Last year, its second on the market, Alabaster sold about 10,000 books, netting the company $318,000 in sales. It was enough for Chung and Ye-Chung to quit their jobs in recent weeks to focus on Alabaster full time. This year, both men said, the company hopes to triple last year’s sales figures. Their customers, they said, are primarily women, 21 to 35 years old. Though they have customers as far away as Singapore and Australia, most are city-dwellers from places such as Los Angeles, New York, Dallas, Chicago and Atlanta.
Both men said they believe their individually packaged biblical texts — which start at $30 for single books but cost as much as $155 for packages of six books — tap into millennials’ more casual approach to religion. Instead of letting the Book of Romans collect dust on a shelf, they said, the idea is to bring the words out into the open, turning them into an enticing work of art whose pages feel more interactive than intimidating.
“We’ve become a culture that cares about beauty and visual stimulation,” Chung said. “We want to use that to create a dialogue and a fresh perspective of the scripture.”
Harvey Cox, Hollis Research Professor of Divinity at Harvard, said Chung and Ye-Chung have unearthed an age-old marketing tactic perfected by the church. Christianity, like many religions, has long relied on beautiful packaging to sell its ideas. That was especially true, he said, during the Middle Ages, when the overwhelming majority of Christians couldn’t read.
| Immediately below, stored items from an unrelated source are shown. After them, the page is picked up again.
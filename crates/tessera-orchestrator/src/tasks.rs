//! Built-in task bodies that delegate to the run's generation service.
//!
//! Both bodies follow the same steps: augment the system prompt, render the
//! user template against the state snapshot, call the provider through the
//! retry policy, then normalize the response.

use std::collections::BTreeMap;
use std::time::Duration;

use async_trait::async_trait;
use minijinja::Environment;
use serde_json::{Map, Value, json};
use tessera_config::{FieldDef, ScoreScale, TaskDef};
use tessera_normalize::normalize;
use tessera_provider::{CompletionOptions, CompletionRequest};
use tessera_state::{GraphState, Message, PartialState, Report, TaskOutput};
use tessera_task_runner::Invocation;
use tessera_workflow::{Task, TaskContext, TaskError};
use tracing::warn;

/// Percentage points taken off `overall` per degraded contribution.
pub const DEFAULT_DEGRADATION_PENALTY: f64 = 10.0;

/// The prompt half shared by both task bodies.
#[derive(Debug, Clone)]
struct PromptCall {
  depends_on: Vec<String>,
  system_prompt: String,
  user_template: String,
  options: CompletionOptions,
  max_attempts: Option<u32>,
  attempt_timeout: Option<Duration>,
}

impl PromptCall {
  fn from_def(def: &TaskDef) -> Self {
    Self {
      depends_on: def.depends_on.clone(),
      system_prompt: def.system_prompt.clone(),
      user_template: def.user_template.clone(),
      options: CompletionOptions {
        temperature: def.temperature,
        max_tokens: def.max_tokens,
      },
      max_attempts: def.max_attempts,
      attempt_timeout: def.timeout_ms.map(Duration::from_millis),
    }
  }

  async fn execute(&self, ctx: &TaskContext) -> Result<Invocation<String>, TaskError> {
    let state = ctx.state();

    let system_prompt = match ctx.augmenter().augment(&self.system_prompt, &state.input).await {
      Ok(augmented) => augmented,
      Err(e) => {
        warn!(
          run_id = %ctx.run_id(),
          task = %ctx.task_name(),
          error = %e,
          "augmentation_failed"
        );
        self.system_prompt.clone()
      }
    };

    let user_message = render(
      &self.user_template,
      &template_context(state, ctx.task_name(), &self.depends_on),
    )?;

    let mut runner = *ctx.runner();
    if let Some(max_attempts) = self.max_attempts {
      runner = runner.with_max_attempts(max_attempts);
    }
    if self.attempt_timeout.is_some() {
      runner = runner.with_attempt_timeout(self.attempt_timeout);
    }

    let request = CompletionRequest::new(system_prompt, user_message).with_options(self.options);
    Ok(ctx.generate_with(&runner, &request).await?)
  }
}

/// What a template can see.
///
/// `results` holds the structured values of the task's predecessors,
/// `previous` the task's own value from the last pass.
fn template_context(state: &GraphState, task: &str, depends_on: &[String]) -> Value {
  let results: Map<String, Value> = depends_on
    .iter()
    .filter_map(|name| {
      state
        .task_results
        .get(name)
        .map(|output| (name.clone(), output.value.clone()))
    })
    .collect();

  json!({
    "input": state.input,
    "preferences": state.preferences,
    "iteration": state.iteration,
    "results": results,
    "previous": state.task_results.get(task).map(|output| &output.value),
    "previous_report": state.report,
  })
}

fn render(template: &str, context: &Value) -> Result<String, TaskError> {
  let env = Environment::new();
  env
    .render_str(template, minijinja::Value::from_serialize(context))
    .map_err(|e| TaskError::Render(e.to_string()))
}

/// One message per failed attempt, then the output.
fn messages(task: &str, invocation: &Invocation<String>) -> Vec<Message> {
  let mut messages: Vec<Message> = invocation
    .failures
    .iter()
    .map(|f| Message::attempt_failed(task, f.attempt, &f.error).at(f.failed_at))
    .collect();
  messages.push(Message::output(task, invocation.attempt, &invocation.value));
  messages
}

/// An analysis task: one structured contribution stored under its name.
#[derive(Debug, Clone)]
pub struct PromptTask {
  call: PromptCall,
  output: BTreeMap<String, FieldDef>,
}

impl PromptTask {
  pub fn new(system_prompt: impl Into<String>) -> Self {
    Self {
      call: PromptCall {
        depends_on: Vec::new(),
        system_prompt: system_prompt.into(),
        user_template: "{{ input }}".to_string(),
        options: CompletionOptions::default(),
        max_attempts: None,
        attempt_timeout: None,
      },
      output: BTreeMap::new(),
    }
  }

  pub fn from_def(def: &TaskDef) -> Self {
    Self {
      call: PromptCall::from_def(def),
      output: def.output.clone(),
    }
  }

  /// Predecessors whose values the template may read as `results.<name>`.
  pub fn reading(mut self, depends_on: &[&str]) -> Self {
    self.call.depends_on = depends_on.iter().map(|d| d.to_string()).collect();
    self
  }

  pub fn with_template(mut self, template: impl Into<String>) -> Self {
    self.call.user_template = template.into();
    self
  }

  pub fn with_field(mut self, name: impl Into<String>, field: FieldDef) -> Self {
    self.output.insert(name.into(), field);
    self
  }

  pub fn with_max_attempts(mut self, max_attempts: u32) -> Self {
    self.call.max_attempts = Some(max_attempts);
    self
  }

  fn defaults(&self) -> Value {
    Value::Object(
      self
        .output
        .iter()
        .map(|(name, field)| (name.clone(), field.default_value()))
        .collect(),
    )
  }

  /// Clamp declared number fields. Returns whether anything changed.
  fn bound(&self, value: &mut Value) -> bool {
    let mut changed = false;
    for (name, field) in &self.output {
      if let Some(slot) = value.get_mut(name) {
        let before = slot.as_f64();
        field.bound_value(slot);
        changed |= slot.as_f64() != before;
      }
    }
    changed
  }
}

#[async_trait]
impl Task for PromptTask {
  async fn run(&self, ctx: TaskContext) -> Result<PartialState, TaskError> {
    let task = ctx.task_name();
    let invocation = self.call.execute(&ctx).await?;

    let normalized = normalize(&invocation.value, &self.defaults());
    if normalized.is_degraded() {
      let issues: Vec<String> = normalized.issues().iter().map(|i| i.to_string()).collect();
      warn!(run_id = %ctx.run_id(), task = %task, issues = ?issues, "output_degraded");
    }
    let mut degraded = normalized.is_degraded();
    let mut value = normalized.into_value();
    degraded |= self.bound(&mut value);

    let output = TaskOutput {
      raw: invocation.value.clone(),
      value,
      degraded,
    };
    Ok(
      PartialState::new()
        .with_result(task, output)
        .with_messages(messages(task, &invocation)),
    )
  }
}

/// The terminal task: turns accumulated contributions into the report.
#[derive(Debug, Clone)]
pub struct AssemblyTask {
  call: PromptCall,
  scale: ScoreScale,
  penalty: f64,
}

impl AssemblyTask {
  pub fn new(system_prompt: impl Into<String>, scale: ScoreScale) -> Self {
    Self {
      call: PromptCall {
        depends_on: Vec::new(),
        system_prompt: system_prompt.into(),
        user_template: "{{ results | tojson }}".to_string(),
        options: CompletionOptions::default(),
        max_attempts: None,
        attempt_timeout: None,
      },
      scale,
      penalty: DEFAULT_DEGRADATION_PENALTY,
    }
  }

  pub fn from_def(def: &TaskDef, scale: ScoreScale, penalty: f64) -> Self {
    Self {
      call: PromptCall::from_def(def),
      scale,
      penalty,
    }
  }

  pub fn reading(mut self, depends_on: &[&str]) -> Self {
    self.call.depends_on = depends_on.iter().map(|d| d.to_string()).collect();
    self
  }

  pub fn with_template(mut self, template: impl Into<String>) -> Self {
    self.call.user_template = template.into();
    self
  }

  pub fn with_penalty(mut self, penalty: f64) -> Self {
    self.penalty = penalty;
    self
  }
}

#[async_trait]
impl Task for AssemblyTask {
  async fn run(&self, ctx: TaskContext) -> Result<PartialState, TaskError> {
    let task = ctx.task_name();
    let invocation = self.call.execute(&ctx).await?;

    let normalized = Report::from_response(&invocation.value, self.scale);
    let degraded = normalized.is_degraded();
    if degraded {
      let issues: Vec<String> = normalized.issues().iter().map(|i| i.to_string()).collect();
      warn!(run_id = %ctx.run_id(), task = %task, issues = ?issues, "output_degraded");
    }
    let mut report = normalized.into_value();

    // Contributions from other tasks, plus this one.
    let others = ctx
      .state()
      .task_results
      .iter()
      .filter(|(name, output)| name.as_str() != task && output.degraded)
      .count();
    let count = others + usize::from(degraded);
    if count > 0 {
      report.apply_penalty(self.penalty * count as f64);
    }

    let output = TaskOutput {
      raw: invocation.value.clone(),
      value: serde_json::to_value(&report).unwrap_or(Value::Null),
      degraded,
    };
    Ok(
      PartialState::new()
        .with_result(task, output)
        .with_messages(messages(task, &invocation))
        .with_report(report),
    )
  }
}
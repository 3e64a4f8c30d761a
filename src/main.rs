use std::io::{self, Read};
use std::path::{Path, PathBuf};

use anyhow::{Context, Result};
use clap::{Parser, Subcommand};
use tokio_util::sync::CancellationToken;
use tracing_subscriber::EnvFilter;

use tessera_config::{EngineConfig, PipelineDef};
use tessera_orchestrator::{Engine, Pipeline, RunRequest, resolve_pipeline};

/// Tessera - runs graphs of LLM analysis tasks into one structured report
#[derive(Parser)]
#[command(name = "tessera")]
#[command(version, about, long_about = None)]
struct Cli {
  /// Path to the data directory (default: ~/.tessera)
  #[arg(long, global = true)]
  data_dir: Option<PathBuf>,

  #[command(subcommand)]
  command: Option<Commands>,
}

#[derive(Subcommand)]
enum Commands {
  /// Run a pipeline; reads {"input", "preferences"} from stdin
  Run {
    /// Path to the pipeline definition (JSON)
    pipeline_file: PathBuf,

    /// Path to the engine configuration (default: <data-dir>/engine.json)
    #[arg(long)]
    engine: Option<PathBuf>,
  },

  /// Check a pipeline definition and print its batch plan
  Validate {
    /// Path to the pipeline definition (JSON)
    pipeline_file: PathBuf,
  },
}

fn main() -> Result<()> {
  tracing_subscriber::fmt()
    .with_env_filter(
      EnvFilter::try_from_default_env().unwrap_or_else(|_| EnvFilter::new("warn")),
    )
    .with_writer(io::stderr)
    .init();

  let cli = Cli::parse();

  let data_dir = match cli.data_dir {
    Some(dir) => dir,
    None => dirs::home_dir()
      .context("could not determine home directory")?
      .join(".tessera"),
  };

  match cli.command {
    Some(Commands::Run {
      pipeline_file,
      engine,
    }) => {
      let engine_file = engine.unwrap_or_else(|| data_dir.join("engine.json"));
      let rt = tokio::runtime::Runtime::new()?;
      rt.block_on(run_pipeline(&pipeline_file, &engine_file))?;
    }
    Some(Commands::Validate { pipeline_file }) => {
      validate_pipeline(&pipeline_file)?;
    }
    None => {
      println!("tessera - use --help to see available commands");
    }
  }

  Ok(())
}

fn load_pipeline(pipeline_file: &Path, config: &EngineConfig) -> Result<Pipeline> {
  let def = PipelineDef::load(pipeline_file)
    .with_context(|| format!("failed to load pipeline: {}", pipeline_file.display()))?;
  resolve_pipeline(&def, config)
    .with_context(|| format!("invalid pipeline: {}", pipeline_file.display()))
}

async fn run_pipeline(pipeline_file: &Path, engine_file: &Path) -> Result<()> {
  let config = EngineConfig::load(engine_file)
    .with_context(|| format!("failed to load engine config: {}", engine_file.display()))?;
  let pipeline = load_pipeline(pipeline_file, &config)?;

  eprintln!(
    "Loaded pipeline: {} ({} tasks, up to {} passes)",
    pipeline.name,
    pipeline.graph.len(),
    pipeline.max_iterations
  );

  let request = read_request_from_stdin()?;

  let cancel = CancellationToken::new();
  let on_interrupt = cancel.clone();
  tokio::spawn(async move {
    if tokio::signal::ctrl_c().await.is_ok() {
      on_interrupt.cancel();
    }
  });

  let outcome = Engine::from_config(&config)
    .run(&pipeline, request, cancel)
    .await
    .context("pipeline run failed")?;

  eprintln!("Run completed: {} ({} passes)", outcome.run_id, outcome.passes);
  println!("{}", serde_json::to_string_pretty(&outcome)?);

  Ok(())
}

fn validate_pipeline(pipeline_file: &Path) -> Result<()> {
  let pipeline = load_pipeline(pipeline_file, &EngineConfig::default())?;

  println!("{} ({})", pipeline.name, pipeline.pipeline_id);
  for (index, batch) in pipeline.graph.batches().iter().enumerate() {
    println!("  batch {}: {}", index, batch.join(", "));
  }
  let (terminal, entries) = pipeline.graph.back_edge();
  println!(
    "  loop: {} -> {} (max {} passes, threshold {}%)",
    terminal,
    entries.join(", "),
    pipeline.max_iterations,
    pipeline.quality_threshold
  );

  Ok(())
}

fn read_request_from_stdin() -> Result<RunRequest> {
  let mut input = String::new();
  io::stdin()
    .read_to_string(&mut input)
    .context("failed to read from stdin")?;

  if input.trim().is_empty() {
    anyhow::bail!("expected a JSON request on stdin: {{\"input\": \"...\"}}");
  }

  serde_json::from_str(&input).context("failed to parse request from stdin")
}
//! Tessera Workflow
//!
//! The executable form of a pipeline: a validated graph of [`TaskSpec`]s,
//! each pairing a task name and its predecessors with a [`Task`] body.
//!
//! Compared to a `PipelineDef` from `tessera-config`:
//! - the graph is known to be a DAG with entry tasks and a single terminal
//! - task bodies are bound (built-in LLM tasks or arbitrary closures)
//! - the batch plan (Kahn levels) is computed once at construction
//!
//! The loop from the terminal task back to the entry tasks is not a graph
//! edge. [`Graph::back_edge`] names it so an iteration controller can apply
//! it.

mod context;
mod error;
mod graph;
mod task;

pub use context::{RunContext, TaskContext};
pub use error::WorkflowError;
pub use graph::Graph;
pub use task::{FnTask, Task, TaskError, TaskSpec};
//! Error types for pipeline resolution and execution.

use tessera_config::ConfigError;
use tessera_provider::ResolveError;
use tessera_state::StateError;
use tessera_workflow::{TaskError, WorkflowError};
use thiserror::Error;

/// A pipeline definition that cannot be turned into a task graph.
#[derive(Debug, Error)]
pub enum PipelineError {
  #[error(transparent)]
  Config(#[from] ConfigError),

  #[error(transparent)]
  Graph(#[from] WorkflowError),

  #[error("invalid template in task '{task}': {message}")]
  Template { task: String, message: String },

  #[error("assembly task '{assembly}' must be the terminal task, but '{terminal}' is")]
  AssemblyNotTerminal { assembly: String, terminal: String },
}

/// Errors that end a run.
#[derive(Debug, Error)]
pub enum OrchestratorError {
  /// Every candidate provider failed its probe. Raised before any task runs.
  #[error(transparent)]
  NoUsableBackend(#[from] ResolveError),

  #[error("task '{task}' failed: {source}")]
  TaskFailed {
    task: String,
    #[source]
    source: TaskError,
  },

  /// The task's body panicked.
  #[error("task '{task}' aborted: {message}")]
  TaskAborted { task: String, message: String },

  #[error(transparent)]
  State(#[from] StateError),

  #[error("task '{0}' is in the batch plan but not in the graph")]
  MissingTask(String),

  #[error("run cancelled")]
  Cancelled,

  #[error("run timed out after {0}ms")]
  TimedOut(u128),
}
“You’d walk into any cathedral or church,” he said, “and the whole idea was to capture the meaning of the Gospel and the Bible visually with stained-glass windows and frescoes, all kinds of paintings and just a lot of visual material.”
At a time in which many of his own students appear to respond more strongly to imagery than text, a period in which the written word arouses less passion than a “likable” photo online, Cox said, he isn’t surprised that Bible publishers are doing what they’ve always done: adapting to the times.
“It’s a perfectly understandable evolution,” he added. “It has happened before.”